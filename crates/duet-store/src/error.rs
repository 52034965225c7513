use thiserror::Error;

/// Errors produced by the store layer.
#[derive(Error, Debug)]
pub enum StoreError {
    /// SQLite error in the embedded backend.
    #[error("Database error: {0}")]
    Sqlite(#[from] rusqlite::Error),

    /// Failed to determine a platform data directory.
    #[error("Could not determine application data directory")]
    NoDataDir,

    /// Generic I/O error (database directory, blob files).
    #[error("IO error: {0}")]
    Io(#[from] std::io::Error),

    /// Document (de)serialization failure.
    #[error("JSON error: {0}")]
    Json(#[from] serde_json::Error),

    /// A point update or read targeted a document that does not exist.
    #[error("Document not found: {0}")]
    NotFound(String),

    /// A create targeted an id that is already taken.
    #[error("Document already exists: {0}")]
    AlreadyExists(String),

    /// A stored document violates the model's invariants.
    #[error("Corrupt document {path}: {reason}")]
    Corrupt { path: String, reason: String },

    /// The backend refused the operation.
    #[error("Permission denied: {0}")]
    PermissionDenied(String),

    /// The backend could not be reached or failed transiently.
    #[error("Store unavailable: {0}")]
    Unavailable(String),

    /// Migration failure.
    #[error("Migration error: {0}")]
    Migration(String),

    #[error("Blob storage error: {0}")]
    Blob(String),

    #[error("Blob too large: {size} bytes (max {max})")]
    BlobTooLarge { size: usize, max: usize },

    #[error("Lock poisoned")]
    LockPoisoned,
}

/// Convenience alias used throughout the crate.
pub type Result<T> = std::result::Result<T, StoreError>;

══════════════════════════════

The expected output is one number: how many lines of the data above hold the string "Migration".

3